(Task data begins)

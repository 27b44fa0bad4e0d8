use std::time::Duration;

use config::ApiConfig;
use errors::ApiError;
use jt_core::SessionHandle;
use reqwest::{Client, Method, Url};
use serde_json::Value;
use tracing::{debug, warn};

use crate::telemetry::Telemetry;

/// Authenticated request pipeline.
///
/// Every call is at-most-once: no retry, no caching. The bearer token is
/// fetched from the session's provider on every call and never stored here.
#[derive(Debug, Clone)]
pub struct ApiClient {
    http_client: Client,
    base_url: Url,
}

impl ApiClient {
    pub fn new(config: &ApiConfig) -> Result<Self, ApiError> {
        let base_url = Url::parse(&config.base_url).map_err(ApiError::dispatch)?;
        if base_url.cannot_be_a_base() {
            return Err(ApiError::dispatch_message(format!(
                "Base URL {} cannot carry a path",
                config.base_url
            )));
        }

        let mut builder = Client::builder();
        if let Some(seconds) = config.timeout_seconds {
            builder = builder.timeout(Duration::from_secs(seconds));
        }
        let http_client = builder.build().map_err(ApiError::dispatch)?;

        Ok(Self {
            http_client,
            base_url,
        })
    }

    pub fn base_url(&self) -> &Url {
        &self.base_url
    }

    /// Base URL extended by `segments`, each percent-encoded as one path
    /// segment.
    pub fn url(&self, segments: &[&str]) -> Url {
        let mut url = self.base_url.clone();
        if let Ok(mut path) = url.path_segments_mut() {
            path.pop_if_empty().extend(segments);
        }
        url
    }

    /// Send one request and return the decoded body.
    ///
    /// Non-JSON success bodies come back as [`Value::String`]; an empty body
    /// is [`Value::Null`].
    pub async fn send(
        &self,
        session: &SessionHandle,
        method: Method,
        url: Url,
        body: Option<&Value>,
    ) -> Result<Value, ApiError> {
        let result = self.dispatch(session, &method, url, body).await;
        Telemetry::record_result(method.as_str(), &result);
        if let Err(e) = &result {
            warn!(method = %method, kind = %e.kind(), status = ?e.status(), error = %e, "API request failed");
        }
        result
    }

    async fn dispatch(
        &self,
        session: &SessionHandle,
        method: &Method,
        url: Url,
        body: Option<&Value>,
    ) -> Result<Value, ApiError> {
        let token = session.bearer_token().await.map_err(ApiError::dispatch)?;
        debug!(
            method = %method,
            path = url.path(),
            authenticated = token.is_some(),
            "Dispatching API request"
        );

        let mut request = self.http_client.request(method.clone(), url);
        if let Some(token) = &token {
            request = request.bearer_auth(token.expose());
        }
        if let Some(body) = body {
            request = request.json(body);
        }

        let response = request.send().await.map_err(classify_send_error)?;
        let status = response.status();
        let text = response.text().await.map_err(ApiError::no_response)?;

        if !status.is_success() {
            return Err(ApiError::from_response(status.as_u16(), &text));
        }

        debug!(status = status.as_u16(), "API request succeeded");
        Ok(decode_body(text))
    }
}

fn classify_send_error(e: reqwest::Error) -> ApiError {
    if e.is_builder() {
        ApiError::dispatch(e)
    } else {
        ApiError::no_response(e)
    }
}

fn decode_body(text: String) -> Value {
    if text.trim().is_empty() {
        return Value::Null;
    }
    serde_json::from_str(&text).unwrap_or(Value::String(text))
}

(Task data ends)

Look through the data above and report every line in which "text" appears.

        let text = response.text().await.map_err(ApiError::no_response)?;
            return Err(ApiError::from_response(status.as_u16(), &text));
        Ok(decode_body(text))
fn decode_body(text: String) -> Value {
    if text.trim().is_empty() {
    serde_json::from_str(&text).unwrap_or(Value::String(text))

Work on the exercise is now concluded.